- Created: 1947
- Abolished: 1965
- Namesake: Tennant Creek
- Electors: 300 (1947)
- Demographic: Remote

= Electoral division of Tennant Creek =

Electoral division in the Northern Territory, Australia

Tennant Creek was an electoral division of the Legislative Council in Australia's Northern Territory.

The electorate was abolished ahead of the 1965 election.

==History==
The electorate, named after the town of Tennant Creek, was one of the original single-member seats at the Legislative Council's formation in 1947, with Victor Webster elected as the seat's first member.

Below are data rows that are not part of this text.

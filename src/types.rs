use serde::{Deserialize, Serialize};

use crate::calculator;
use crate::error::SplitError;

/// Money in the check's currency, double precision (e.g., 12.5 = $12.50)
pub type Amount = f64;
pub type PartySize = u32;
/// Whole percent (e.g., 15 = 15%)
pub type TipPercentage = u32;

pub const DEFAULT_TIP_OPTIONS: [TipPercentage; 5] = [10, 15, 20, 25, 0];
pub const DEFAULT_TIP_PERCENTAGE: TipPercentage = 20;
pub const DEFAULT_PARTY_SIZE: PartySize = 2;
pub const MIN_PARTY_SIZE: PartySize = 2;
pub const MAX_PARTY_SIZE: PartySize = 99;
pub const DEFAULT_CURRENCY_CODE: &str = "USD";

/// The three values the user edits on the split screen.
#[derive(Debug, Clone, Copy, PartialEq, Serialize, Deserialize)]
#[serde(rename_all = "camelCase")]
pub struct BillInput {
    pub check_amount: Amount,
    pub party_size: PartySize,
    pub tip_percentage: TipPercentage,
}

impl BillInput {
    pub fn new(check_amount: Amount, party_size: PartySize, tip_percentage: TipPercentage) -> Self {
        Self { check_amount, party_size, tip_percentage }
    }

    /// Project this input onto its totals.
    pub fn result(&self) -> Result<BillResult, SplitError> {
        calculator::compute(self.check_amount, self.party_size, self.tip_percentage)
    }
}

impl Default for BillInput {
    fn default() -> Self {
        Self::new(0.0, DEFAULT_PARTY_SIZE, DEFAULT_TIP_PERCENTAGE)
    }
}

#[derive(Debug, Clone, Copy, PartialEq, Serialize, Deserialize)]
#[serde(rename_all = "camelCase")]
pub struct BillResult {
    pub grand_total: Amount,
    pub per_person: Amount,
}
//! Currency display for split totals.
//!
//! Only used to render numbers; formatted strings never flow back into
//! [`calculator`](crate::calculator).

use rust_decimal::prelude::FromPrimitive;
use rust_decimal::{Decimal, RoundingStrategy};

use crate::types::Amount;

/// Decimal digits an `f64` holds without loss
const F64_SIGNIFICANT_DIGITS: u32 = 15;

pub trait CurrencyFormatter {
    /// ISO-4217 code of the currency this formatter renders
    fn currency_code(&self) -> &str;

    fn format_currency(&self, amount: Amount) -> String;
}

#[derive(Debug, Clone, Copy, PartialEq, Eq)]
pub enum SymbolPosition {
    /// `$1.00`
    Prefix,
    /// `1,00\u{a0}€`
    Suffix,
}

/// Symbol, separators and precision for one currency in one locale.
#[derive(Debug, Clone, PartialEq, Eq)]
pub struct CurrencyFormat {
    pub code: &'static str,
    pub symbol: &'static str,
    pub position: SymbolPosition,
    pub grouping: char,
    pub decimal: char,
    pub fraction_digits: u32,
}

impl CurrencyFormat {
    pub const USD: CurrencyFormat = CurrencyFormat::prefix("USD", "$", ',', '.', 2);

    const fn prefix(
        code: &'static str,
        symbol: &'static str,
        grouping: char,
        decimal: char,
        fraction_digits: u32,
    ) -> Self {
        Self { code, symbol, position: SymbolPosition::Prefix, grouping, decimal, fraction_digits }
    }

    const fn suffix(
        code: &'static str,
        symbol: &'static str,
        grouping: char,
        decimal: char,
        fraction_digits: u32,
    ) -> Self {
        Self { code, symbol, position: SymbolPosition::Suffix, grouping, decimal, fraction_digits }
    }

    /// Format for an ISO-4217 code in its home conventions. Unknown codes
    /// keep US separators behind the generic currency sign.
    pub fn from_code(code: &str) -> Self {
        match code.to_ascii_uppercase().as_str() {
            "USD" => Self::USD,
            "EUR" => Self::suffix("EUR", "€", '.', ',', 2),
            "GBP" => Self::prefix("GBP", "£", ',', '.', 2),
            "JPY" => Self::prefix("JPY", "¥", ',', '.', 0),
            "CHF" => Self::prefix("CHF", "CHF ", '\'', '.', 2),
            "INR" => Self::prefix("INR", "₹", ',', '.', 2),
            "CAD" => Self::prefix("CAD", "CA$", ',', '.', 2),
            "AUD" => Self::prefix("AUD", "A$", ',', '.', 2),
            _ => {
                let mut format = Self::USD;
                format.code = "XXX";
                format.symbol = "¤";
                format
            }
        }
    }

    /// Format for a locale such as `en_US`, `de-DE` or `fr_FR`. Unknown
    /// locales fall back to US dollars.
    pub fn from_locale(locale: &str) -> Self {
        let normalized = locale.replace('-', "_");
        let mut parts = normalized.split('_');
        let language = parts.next().unwrap_or_default().to_ascii_lowercase();
        let region = parts.next().unwrap_or_default().to_ascii_uppercase();

        match (language.as_str(), region.as_str()) {
            ("en", "GB") => Self::from_code("GBP"),
            ("en", "IN") | ("hi", _) => Self::from_code("INR"),
            ("en", "CA") => Self::prefix("CAD", "$", ',', '.', 2),
            ("en", "AU") => Self::prefix("AUD", "$", ',', '.', 2),
            ("ja", _) | (_, "JP") => Self::from_code("JPY"),
            ("de", "CH") | ("fr", "CH") => Self::from_code("CHF"),
            ("de", _) | ("es", _) | ("it", _) | ("nl", _) => Self::from_code("EUR"),
            ("fr", _) => Self::suffix("EUR", "€", '\u{202f}', ',', 2),
            ("en", "IE") => Self::prefix("EUR", "€", ',', '.', 2),
            _ => Self::USD,
        }
    }
}

impl Default for CurrencyFormat {
    fn default() -> Self {
        Self::USD
    }
}

impl CurrencyFormatter for CurrencyFormat {
    fn currency_code(&self) -> &str {
        self.code
    }

    fn format_currency(&self, amount: Amount) -> String {
        let Some(rounded) = round_money(amount, self.fraction_digits) else {
            return format!("{}{}", self.symbol, amount);
        };

        let mut digits = rounded.abs();
        digits.rescale(self.fraction_digits);
        let digits = digits.to_string();
        let (whole, fraction) = digits.split_once('.').unwrap_or((digits.as_str(), ""));

        let mut number = group_digits(whole, self.grouping);
        if !fraction.is_empty() {
            number.push(self.decimal);
            number.push_str(fraction);
        }

        let sign = if rounded.is_sign_negative() && !rounded.is_zero() { "-" } else { "" };
        match self.position {
            SymbolPosition::Prefix => format!("{sign}{}{number}", self.symbol),
            SymbolPosition::Suffix => format!("{sign}{number}\u{a0}{}", self.symbol),
        }
    }
}

/// Round `amount` to `fraction_digits` places, half away from zero.
///
/// The binary error of the `f64` is dropped first, so `1.005` rounds to
/// `1.01`. `None` for NaN, infinities and amounts outside `Decimal` range.
pub fn round_money(amount: Amount, fraction_digits: u32) -> Option<Decimal> {
    let exact = Decimal::from_f64(amount)?;
    let decimal = exact.round_sf(F64_SIGNIFICANT_DIGITS).unwrap_or(exact);
    Some(decimal.round_dp_with_strategy(fraction_digits, RoundingStrategy::MidpointAwayFromZero))
}

fn group_digits(digits: &str, separator: char) -> String {
    let len = digits.len();
    let mut out = String::with_capacity(len + len / 3);
    for (i, c) in digits.chars().enumerate() {
        if i > 0 && (len - i) % 3 == 0 {
            out.push(separator);
        }
        out.push(c);
    }
    out
}

/// Format `amount` the way `locale_code` writes money.
pub fn format_currency(amount: Amount, locale_code: &str) -> String {
    CurrencyFormat::from_locale(locale_code).format_currency(amount)
}
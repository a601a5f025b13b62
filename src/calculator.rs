//! Split arithmetic
//!
//! Pure functions turning a check amount, a party size and a tip
//! percentage into the grand total and each person's share. Nothing here
//! validates or rounds: clamping inputs and formatting outputs belong to
//! the caller.

use crate::error::SplitError;
use crate::types::*;
use tracing::{debug, warn};

/// Check amount plus the tip on top of it.
pub fn compute_grand_total(check_amount: Amount, tip_percentage: TipPercentage) -> Amount {
    check_amount + check_amount * tip_percentage as Amount / 100.0
}

/// Even share of `grand_total` for each of `party_size` people.
pub fn compute_per_person(grand_total: Amount, party_size: PartySize) -> Result<Amount, SplitError> {
    if party_size == 0 {
        warn!(grand_total, "per-person share requested for an empty party");
        return Err(SplitError::DivisionByZero);
    }
    Ok(grand_total / party_size as Amount)
}

pub fn compute(
    check_amount: Amount,
    party_size: PartySize,
    tip_percentage: TipPercentage,
) -> Result<BillResult, SplitError> {
    debug!(check_amount, party_size, tip_percentage, "computing split");
    let grand_total = compute_grand_total(check_amount, tip_percentage);
    let per_person = compute_per_person(grand_total, party_size)?;
    Ok(BillResult { grand_total, per_person })
}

On 17 May 1950, Webster resigned after losing his job as a medical officer with the federal Department of Health when the Chifley government was defeated at the 1949 federal election, and having to leave the Territory. On 16 November 1950, Administrator Arthur Driver appointed John Higgins as his replacement, ignoring Charles Priest who had contested the seat against Webster at the 1949 election.

Higgins was defeated by Len Purkiss at the 1951 election.

At the 1958 by-elections, Tennant Creek was the only seat contested, with Purkiss re-elected with an increased majority.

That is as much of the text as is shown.